Items listed in a dataset:

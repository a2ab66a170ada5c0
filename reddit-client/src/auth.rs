//! Application-only OAuth2 for Reddit.
//!
//! Search only needs read access, so the client-credentials grant is enough:
//! no user redirect, no refresh token. The token request goes through the
//! same `reqwest` client as the API calls so Reddit sees the configured
//! User-Agent on every request.

use oauth2::basic::BasicClient;
use oauth2::{
    AuthUrl, ClientId, ClientSecret, HttpRequest, HttpResponse, RequestTokenError, Scope,
    TokenResponse, TokenUrl,
};
use pulse_core::{CoreError, RedditApiError, RedditCredentials};
use serde::{Deserialize, Serialize};
use std::time::{Duration, SystemTime};
use tracing::{debug, error, info};

const REDDIT_AUTH_URL: &str = "https://www.reddit.com/api/v1/authorize";
const REDDIT_TOKEN_URL: &str = "https://www.reddit.com/api/v1/access_token";

/// Tokens this close to expiry are treated as expired.
const EXPIRY_MARGIN: Duration = Duration::from_secs(60);

/// Reddit's documented lifetime for app-only tokens, used when the token
/// response omits `expires_in`.
const DEFAULT_TOKEN_LIFETIME: Duration = Duration::from_secs(3600);

#[derive(Debug, Clone, Serialize, Deserialize)]
pub struct RedditToken {
    pub access_token: String,
    pub expires_at: SystemTime,
    pub scope: Vec<String>,
}

impl RedditToken {
    pub fn is_expired(&self) -> bool {
        SystemTime::now() + EXPIRY_MARGIN >= self.expires_at
    }
}

#[derive(Debug, Clone)]
pub enum AuthState {
    NotAuthenticated,
    Authenticated { token: RedditToken },
    TokenExpired { token: RedditToken },
}

#[derive(Debug)]
pub struct AppOnlyAuthenticator {
    oauth_client: BasicClient,
    http_client: reqwest::Client,
    state: AuthState,
}

impl AppOnlyAuthenticator {
    pub fn new(
        credentials: &RedditCredentials,
        http_client: reqwest::Client,
    ) -> Result<Self, CoreError> {
        let auth_url = AuthUrl::new(REDDIT_AUTH_URL.to_string()).map_err(|e| {
            CoreError::InvalidInput {
                message: format!("Invalid auth URL: {e}"),
            }
        })?;
        let token_url = TokenUrl::new(REDDIT_TOKEN_URL.to_string()).map_err(|e| {
            CoreError::InvalidInput {
                message: format!("Invalid token URL: {e}"),
            }
        })?;

        let oauth_client = BasicClient::new(
            ClientId::new(credentials.client_id.clone()),
            Some(ClientSecret::new(credentials.client_secret.clone())),
            auth_url,
            Some(token_url),
        );

        Ok(Self {
            oauth_client,
            http_client,
            state: AuthState::NotAuthenticated,
        })
    }

    pub fn auth_state(&self) -> &AuthState {
        &self.state
    }

    pub fn is_authenticated(&self) -> bool {
        matches!(self.state, AuthState::Authenticated { .. })
    }

    pub fn set_token(&mut self, token: RedditToken) {
        self.state = if token.is_expired() {
            AuthState::TokenExpired { token }
        } else {
            AuthState::Authenticated { token }
        };
    }

    /// Returns a usable access token, requesting a new one when there is
    /// none yet or the cached one has expired.
    pub async fn access_token(&mut self) -> Result<String, CoreError> {
        let cached = match &self.state {
            AuthState::Authenticated { token } => Some(token.clone()),
            _ => None,
        };

        if let Some(token) = cached {
            if !token.is_expired() {
                return Ok(token.access_token);
            }
            debug!("Cached Reddit token expired");
            self.state = AuthState::TokenExpired { token };
        }

        let token = self.authenticate().await?;
        Ok(token.access_token)
    }

    pub async fn authenticate(&mut self) -> Result<RedditToken, CoreError> {
        info!("Requesting application-only Reddit token");

        let http_client = &self.http_client;
        let response = self
            .oauth_client
            .exchange_client_credentials()
            .add_scope(Scope::new("read".to_string()))
            .request_async(|request| send_token_request(http_client, request))
            .await
            .map_err(|e| {
                error!("Reddit token request failed: {}", e);
                match e {
                    RequestTokenError::ServerResponse(response) => {
                        CoreError::RedditApi(RedditApiError::AuthenticationFailed {
                            reason: response.to_string(),
                        })
                    }
                    RequestTokenError::Request(e) => CoreError::Network(e),
                    RequestTokenError::Parse(e, _) => {
                        CoreError::RedditApi(RedditApiError::AuthenticationFailed {
                            reason: format!("unexpected token response: {e}"),
                        })
                    }
                    RequestTokenError::Other(reason) => {
                        CoreError::RedditApi(RedditApiError::AuthenticationFailed { reason })
                    }
                }
            })?;

        let lifetime = response.expires_in().unwrap_or(DEFAULT_TOKEN_LIFETIME);
        let token = RedditToken {
            access_token: response.access_token().secret().clone(),
            expires_at: SystemTime::now() + lifetime,
            scope: response
                .scopes()
                .map(|scopes| scopes.iter().map(|s| s.as_str().to_string()).collect())
                .unwrap_or_default(),
        };

        info!("Reddit API initialized successfully");
        self.state = AuthState::Authenticated {
            token: token.clone(),
        };
        Ok(token)
    }
}

async fn send_token_request(
    client: &reqwest::Client,
    request: HttpRequest,
) -> Result<HttpResponse, reqwest::Error> {
    let response = client
        .request(request.method, request.url.as_str())
        .headers(request.headers)
        .body(request.body)
        .send()
        .await?;

    let status_code = response.status();
    let headers = response.headers().clone();
    let body = response.bytes().await?.to_vec();

    Ok(HttpResponse {
        status_code,
        headers,
        body,
    })
}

THE TASK: The lines that contain the word "ClientId" are wanted; copy each of them from the records.

ANSWER BOX:
    AuthUrl, ClientId, ClientSecret, HttpRequest, HttpResponse, RequestTokenError, Scope,
            ClientId::new(credentials.client_id.clone()),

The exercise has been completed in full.